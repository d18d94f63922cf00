//! The single-writer state owner. [`PartyEngine`] is plain synchronous state:
//! the actor in `network` is the only thing that ever holds it, so every
//! mutation, whether it comes from the server or the user, is serialized.
//!
//! Reconciliation of server events lives in `reconcile`, command dispatch in
//! `dispatcher`; both are `impl PartyEngine` blocks over the state defined here.

use crate::config::EngineConfig;
use crate::dispatcher::PendingCommands;
use crate::error::{TransportError, ValidationError};
use crate::invite::InviteTracker;
use crate::party::{PartyModel, PartySnapshot};
use crate::queue::{QueueCatalog, QueueDiff};
use log::info;
use shared::{
    Command, CorrelationId, Invite, MatchId, Packet, Party, PartyId, PlayerId, QueueDefinition,
    QueueId, RejectReason,
};
use std::collections::VecDeque;
use std::time::Instant;

/// How many left parties are remembered for dropping late events.
const ABANDONED_LIMIT: usize = 16;

/// Coarse change notifications, one per entity change. Observers diff
/// themselves against the state they last rendered.
#[derive(Debug, Clone, PartialEq)]
pub enum Notification {
    PartyChanged(PartySnapshot),
    QueuesChanged(QueueSummary),
    InviteReceived(Invite),
    InviteResolved(Invite),
    CommandRejected {
        correlation_id: CorrelationId,
        command: Command,
        reason: RejectReason,
    },
    CommandFailed {
        correlation_id: CorrelationId,
        command: Command,
        error: TransportError,
    },
    /// Hand-off point to whatever runs the match itself.
    MatchFound {
        queue_id: QueueId,
        match_id: MatchId,
    },
    ConnectionChanged {
        connected: bool,
    },
}

#[derive(Debug, Clone, PartialEq, Eq)]
pub struct QueueSummary {
    pub queues: Vec<QueueDefinition>,
    pub added: Vec<QueueId>,
    pub removed: Vec<QueueId>,
    pub queued: Vec<QueueId>,
    pub eligible: Vec<QueueId>,
}

/// Everything the presentation layer needs to render the party screen.
#[derive(Debug, Clone, PartialEq)]
pub struct EngineView {
    pub local_player: PlayerId,
    pub party: PartySnapshot,
    pub queues: Vec<QueueDefinition>,
    pub queued: Vec<QueueId>,
    pub eligible: Vec<QueueId>,
    pub outgoing_invites: Vec<Invite>,
    pub incoming_invites: Vec<Invite>,
    pub pending_commands: usize,
    pub connected: bool,
    pub ping_ms: u64,
}

impl EngineView {
    pub fn is_owner(&self) -> bool {
        self.party.party.is_owner(self.local_player)
    }

    /// Only the owner gets to invite.
    pub fn can_invite(&self) -> bool {
        self.is_owner()
    }

    /// A player alone has nothing to leave.
    pub fn can_leave(&self) -> bool {
        self.party.party.len() > 1
    }

    pub fn is_self_ready(&self) -> bool {
        self.party
            .party
            .member(self.local_player)
            .is_some_and(|m| m.ready)
    }

    pub fn is_queued(&self, queue_id: QueueId) -> bool {
        self.queued.contains(&queue_id)
    }
}

/// Packets to send and notifications to publish, accumulated while the
/// engine handles one input.
#[derive(Debug, Default)]
pub struct Effects {
    pub outgoing: Vec<Packet>,
    pub notifications: Vec<Notification>,
}

impl Effects {
    pub fn is_empty(&self) -> bool {
        self.outgoing.is_empty() && self.notifications.is_empty()
    }
}

pub struct PartyEngine {
    pub(crate) local_player: PlayerId,
    pub(crate) config: EngineConfig,
    pub(crate) model: PartyModel,
    pub(crate) catalog: QueueCatalog,
    pub(crate) invites: InviteTracker,
    pub(crate) pending: PendingCommands,
    /// Parties this client left, most recent last; anything still tagged with
    /// them is dropped.
    abandoned: VecDeque<PartyId>,
    eligible: Vec<QueueId>,
    effects: Effects,
}

impl PartyEngine {
    pub fn new(local_player: PlayerId, config: EngineConfig) -> Self {
        Self {
            local_player,
            config,
            model: PartyModel::new(local_player),
            catalog: QueueCatalog::new(),
            invites: InviteTracker::new(),
            pending: PendingCommands::new(),
            abandoned: VecDeque::new(),
            eligible: Vec::new(),
            effects: Effects::default(),
        }
    }

    pub fn local_player(&self) -> PlayerId {
        self.local_player
    }

    pub fn party(&self) -> PartySnapshot {
        self.model.snapshot()
    }

    pub fn catalog(&self) -> &QueueCatalog {
        &self.catalog
    }

    pub fn invites(&self) -> &InviteTracker {
        &self.invites
    }

    /// Eligible queues as of the last state change.
    pub fn eligible_queues(&self) -> &[QueueId] {
        &self.eligible
    }

    pub fn pending_commands(&self) -> usize {
        self.pending.len()
    }

    pub fn is_abandoned(&self, party_id: PartyId) -> bool {
        self.abandoned.contains(&party_id)
    }

    pub(crate) fn abandon(&mut self, party_id: PartyId) {
        if party_id == shared::UNASSIGNED_PARTY || self.abandoned.contains(&party_id) {
            return;
        }
        if self.abandoned.len() >= ABANDONED_LIMIT {
            self.abandoned.pop_front();
        }
        self.abandoned.push_back(party_id);
    }

    /// Lets events for `party_id` through again.
    pub(crate) fn forget_abandoned(&mut self, party_id: PartyId) {
        self.abandoned.retain(|id| *id != party_id);
    }

    pub fn view(&self, now: Instant) -> EngineView {
        EngineView {
            local_player: self.local_player,
            party: self.model.snapshot(),
            queues: self.catalog.queues().to_vec(),
            queued: self.catalog.queued(),
            eligible: self.eligible.clone(),
            outgoing_invites: self.invites.outgoing(now),
            incoming_invites: self.invites.incoming_all(now),
            pending_commands: self.pending.len(),
            connected: true,
            ping_ms: 0,
        }
    }

    /// Takes everything produced since the last call.
    pub fn take_effects(&mut self) -> Effects {
        std::mem::take(&mut self.effects)
    }

    pub(crate) fn send(&mut self, packet: Packet) {
        self.effects.outgoing.push(packet);
    }

    pub(crate) fn notify(&mut self, notification: Notification) {
        self.effects.notifications.push(notification);
    }

    /// Queues at most one snapshot request per batch of effects.
    pub(crate) fn request_snapshot(&mut self) {
        let already = self
            .effects
            .outgoing
            .iter()
            .any(|p| matches!(p, Packet::RequestSnapshot));
        if !already {
            self.send(Packet::RequestSnapshot);
        }
    }

    /// Publishes the visible party and recomputes eligibility.
    pub(crate) fn publish_party(&mut self, now: Instant) {
        let snapshot = self.model.snapshot();
        self.notify(Notification::PartyChanged(snapshot));
        self.publish_queues(QueueDiff::default(), false, now);
    }

    /// Emits one QueuesChanged when the catalog, the queued flags or the
    /// derived eligibility changed.
    pub(crate) fn publish_queues(&mut self, diff: QueueDiff, queued_changed: bool, now: Instant) {
        let party = self.model.visible();
        let blocking = self.invites.has_blocking(party.id, now);
        let eligible = self.catalog.eligible_queues(party, blocking);

        if diff.is_empty() && !queued_changed && eligible == self.eligible {
            return;
        }
        self.eligible = eligible.clone();
        let summary = QueueSummary {
            queues: self.catalog.queues().to_vec(),
            added: diff.added,
            removed: diff.removed,
            queued: self.catalog.queued(),
            eligible,
        };
        self.notify(Notification::QueuesChanged(summary));
    }

    /// Drops everything tied to `party_id`: its outgoing invites, pending
    /// commands and queued flags. Assigned parties are also abandoned so late
    /// events tagged with them are ignored. Returns whether queued flags changed.
    pub(crate) fn leave_scope(&mut self, party_id: PartyId) -> bool {
        self.abandon(party_id);
        for invite in self.invites.abandon_party(party_id) {
            self.notify(Notification::InviteResolved(invite));
        }
        self.pending.cancel_party(party_id);
        self.catalog.reset()
    }

    /// The MemberLeft path for the local player: a fresh solo party, never
    /// partyless.
    pub(crate) fn reset_to_solo(&mut self, now: Instant) {
        let old = self.model.confirmed().id;
        let queued_changed = self.leave_scope(old);
        self.model.replace(Party::solo(self.local_player));
        info!("Player {} left party {}", self.local_player, old);
        self.notify(Notification::PartyChanged(self.model.snapshot()));
        self.publish_queues(QueueDiff::default(), queued_changed, now);
    }

    /// Atomically moves the local player into `party`.
    pub(crate) fn switch_party(&mut self, party: Party, now: Instant) {
        let old = self.model.confirmed().id;
        let queued_changed = if old == shared::UNASSIGNED_PARTY && party.is_owner(self.local_player)
        {
            // the server just created a party for us; keep what we issued
            self.invites.adopt(old, party.id);
            self.catalog.reset()
        } else {
            self.leave_scope(old)
        };
        self.invites.remove_incoming(party.id);
        info!(
            "Player {} now in party {} (revision {}, {} members)",
            self.local_player,
            party.id,
            party.revision,
            party.len()
        );
        self.model.replace(party);
        self.notify(Notification::PartyChanged(self.model.snapshot()));
        self.publish_queues(QueueDiff::default(), queued_changed, now);
    }

    /// Validation-only check used by callers that want to grey out actions.
    pub fn check(&self, command: &Command, now: Instant) -> Result<(), ValidationError> {
        self.validate(command, now)
    }
}

#[cfg(test)]
mod tests {
    use super::*;
    use shared::{PartyMember, ServerEvent};

    fn engine() -> PartyEngine {
        PartyEngine::new(1, EngineConfig::default())
    }

    #[test]
    fn test_new_engine_shows_solo_party() {
        let engine = engine();
        let view = engine.view(Instant::now());
        assert_eq!(view.local_player, 1);
        assert_eq!(view.party.party.member_ids(), vec![1]);
        assert!(view.is_owner());
        assert!(view.can_invite());
        assert!(!view.can_leave());
        assert!(!view.is_self_ready());
    }

    #[test]
    fn test_request_snapshot_is_deduplicated_per_batch() {
        let mut engine = engine();
        engine.request_snapshot();
        engine.request_snapshot();
        let effects = engine.take_effects();
        assert_eq!(effects.outgoing.len(), 1);
        assert!(engine.take_effects().is_empty());
        engine.request_snapshot();
        assert_eq!(engine.take_effects().outgoing.len(), 1);
    }

    #[test]
    fn test_view_reflects_joined_party() {
        let mut engine = engine();
        let now = Instant::now();
        let mut party = Party::new(8, 2, 4);
        party.add_member(PartyMember::new(1));
        engine.apply(ServerEvent::PartyUpdated { party }, now);

        let view = engine.view(now);
        assert_eq!(view.party.party.id, 8);
        assert!(!view.is_owner());
        assert!(!view.can_invite());
        assert!(view.can_leave());
    }

    #[test]
    fn test_abandoned_parties_are_bounded() {
        let mut engine = engine();
        for party_id in 1..=(ABANDONED_LIMIT as PartyId + 4) {
            engine.abandon(party_id);
        }
        engine.abandon(shared::UNASSIGNED_PARTY);
        assert!(!engine.is_abandoned(1));
        assert!(engine.is_abandoned(5));
        assert!(engine.is_abandoned(ABANDONED_LIMIT as PartyId + 4));
        assert!(!engine.is_abandoned(shared::UNASSIGNED_PARTY));

        engine.forget_abandoned(5);
        assert!(!engine.is_abandoned(5));
    }
}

Exercise goal
Copy every line above in which the string "flags" shows up.

Exercise result
    /// Emits one QueuesChanged when the catalog, the queued flags or the
    /// commands and queued flags. Assigned parties are also abandoned so late
    /// events tagged with them are ignored. Returns whether queued flags changed.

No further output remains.